▶ WHAT YOU NEED TO DO:
Give the records back in full, exactly as they read.
━━━━━━━━━━━━━━━━━━━━━━━━━━━━━━
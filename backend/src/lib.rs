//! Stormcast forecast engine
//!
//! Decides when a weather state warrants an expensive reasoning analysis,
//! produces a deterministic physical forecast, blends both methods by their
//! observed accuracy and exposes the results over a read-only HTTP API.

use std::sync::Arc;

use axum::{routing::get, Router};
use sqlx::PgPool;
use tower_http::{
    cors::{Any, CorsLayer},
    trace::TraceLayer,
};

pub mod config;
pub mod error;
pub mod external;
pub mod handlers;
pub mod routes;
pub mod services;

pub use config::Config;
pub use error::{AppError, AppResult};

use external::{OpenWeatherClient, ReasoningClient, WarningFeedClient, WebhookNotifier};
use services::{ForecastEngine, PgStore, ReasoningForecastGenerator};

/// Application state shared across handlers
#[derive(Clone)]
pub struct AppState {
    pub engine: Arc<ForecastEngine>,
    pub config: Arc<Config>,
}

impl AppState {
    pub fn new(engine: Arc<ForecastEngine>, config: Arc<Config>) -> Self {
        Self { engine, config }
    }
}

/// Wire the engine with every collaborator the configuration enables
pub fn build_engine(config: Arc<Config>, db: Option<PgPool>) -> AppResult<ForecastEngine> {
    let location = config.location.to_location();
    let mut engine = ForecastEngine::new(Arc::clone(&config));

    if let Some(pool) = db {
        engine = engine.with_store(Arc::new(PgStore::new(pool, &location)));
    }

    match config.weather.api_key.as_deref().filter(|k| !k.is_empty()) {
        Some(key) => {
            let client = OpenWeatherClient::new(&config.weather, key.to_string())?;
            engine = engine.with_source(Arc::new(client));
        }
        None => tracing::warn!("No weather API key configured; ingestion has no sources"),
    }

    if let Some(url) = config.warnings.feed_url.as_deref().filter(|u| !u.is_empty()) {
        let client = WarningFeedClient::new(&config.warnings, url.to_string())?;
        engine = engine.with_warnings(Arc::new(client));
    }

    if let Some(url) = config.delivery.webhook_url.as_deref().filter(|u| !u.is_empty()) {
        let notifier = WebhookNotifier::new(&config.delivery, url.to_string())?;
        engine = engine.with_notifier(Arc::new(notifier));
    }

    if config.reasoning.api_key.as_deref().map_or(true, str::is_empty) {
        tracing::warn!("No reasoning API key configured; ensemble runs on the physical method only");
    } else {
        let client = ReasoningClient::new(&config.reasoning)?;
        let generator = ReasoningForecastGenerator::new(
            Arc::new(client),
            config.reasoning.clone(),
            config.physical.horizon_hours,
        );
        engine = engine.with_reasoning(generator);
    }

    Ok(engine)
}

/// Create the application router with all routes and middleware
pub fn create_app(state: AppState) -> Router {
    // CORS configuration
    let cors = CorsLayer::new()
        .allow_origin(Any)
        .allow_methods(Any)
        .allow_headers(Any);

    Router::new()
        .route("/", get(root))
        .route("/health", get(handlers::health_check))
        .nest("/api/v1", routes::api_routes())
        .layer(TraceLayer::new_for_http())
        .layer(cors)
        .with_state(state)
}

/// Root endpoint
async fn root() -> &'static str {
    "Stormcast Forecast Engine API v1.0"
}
━━━━━━━━━━━━━━━━━━━━━━━━━━━━━━
▶ ANSWER TO THE EXERCISE:
filename backend/src/lib.rs
//! Stormcast forecast engine
//!
//! Decides when a weather state warrants an expensive reasoning analysis,
//! produces a deterministic physical forecast, blends both methods by their
//! observed accuracy and exposes the results over a read-only HTTP API.

use std::sync::Arc;

use axum::{routing::get, Router};
use sqlx::PgPool;
use tower_http::{
    cors::{Any, CorsLayer},
    trace::TraceLayer,
};

pub mod config;
pub mod error;
pub mod external;
pub mod handlers;
pub mod routes;
pub mod services;

pub use config::Config;
pub use error::{AppError, AppResult};

use external::{OpenWeatherClient, ReasoningClient, WarningFeedClient, WebhookNotifier};
use services::{ForecastEngine, PgStore, ReasoningForecastGenerator};

/// Application state shared across handlers
#[derive(Clone)]
pub struct AppState {
    pub engine: Arc<ForecastEngine>,
    pub config: Arc<Config>,
}

impl AppState {
    pub fn new(engine: Arc<ForecastEngine>, config: Arc<Config>) -> Self {
        Self { engine, config }
    }
}

/// Wire the engine with every collaborator the configuration enables
pub fn build_engine(config: Arc<Config>, db: Option<PgPool>) -> AppResult<ForecastEngine> {
    let location = config.location.to_location();
    let mut engine = ForecastEngine::new(Arc::clone(&config));

    if let Some(pool) = db {
        engine = engine.with_store(Arc::new(PgStore::new(pool, &location)));
    }

    match config.weather.api_key.as_deref().filter(|k| !k.is_empty()) {
        Some(key) => {
            let client = OpenWeatherClient::new(&config.weather, key.to_string())?;
            engine = engine.with_source(Arc::new(client));
        }
        None => tracing::warn!("No weather API key configured; ingestion has no sources"),
    }

    if let Some(url) = config.warnings.feed_url.as_deref().filter(|u| !u.is_empty()) {
        let client = WarningFeedClient::new(&config.warnings, url.to_string())?;
        engine = engine.with_warnings(Arc::new(client));
    }

    if let Some(url) = config.delivery.webhook_url.as_deref().filter(|u| !u.is_empty()) {
        let notifier = WebhookNotifier::new(&config.delivery, url.to_string())?;
        engine = engine.with_notifier(Arc::new(notifier));
    }

    if config.reasoning.api_key.as_deref().map_or(true, str::is_empty) {
        tracing::warn!("No reasoning API key configured; ensemble runs on the physical method only");
    } else {
        let client = ReasoningClient::new(&config.reasoning)?;
        let generator = ReasoningForecastGenerator::new(
            Arc::new(client),
            config.reasoning.clone(),
            config.physical.horizon_hours,
        );
        engine = engine.with_reasoning(generator);
    }

    Ok(engine)
}

/// Create the application router with all routes and middleware
pub fn create_app(state: AppState) -> Router {
    // CORS configuration
    let cors = CorsLayer::new()
        .allow_origin(Any)
        .allow_methods(Any)
        .allow_headers(Any);

    Router::new()
        .route("/", get(root))
        .route("/health", get(handlers::health_check))
        .nest("/api/v1", routes::api_routes())
        .layer(TraceLayer::new_for_http())
        .layer(cors)
        .with_state(state)
}

/// Root endpoint
async fn root() -> &'static str {
    "Stormcast Forecast Engine API v1.0"
}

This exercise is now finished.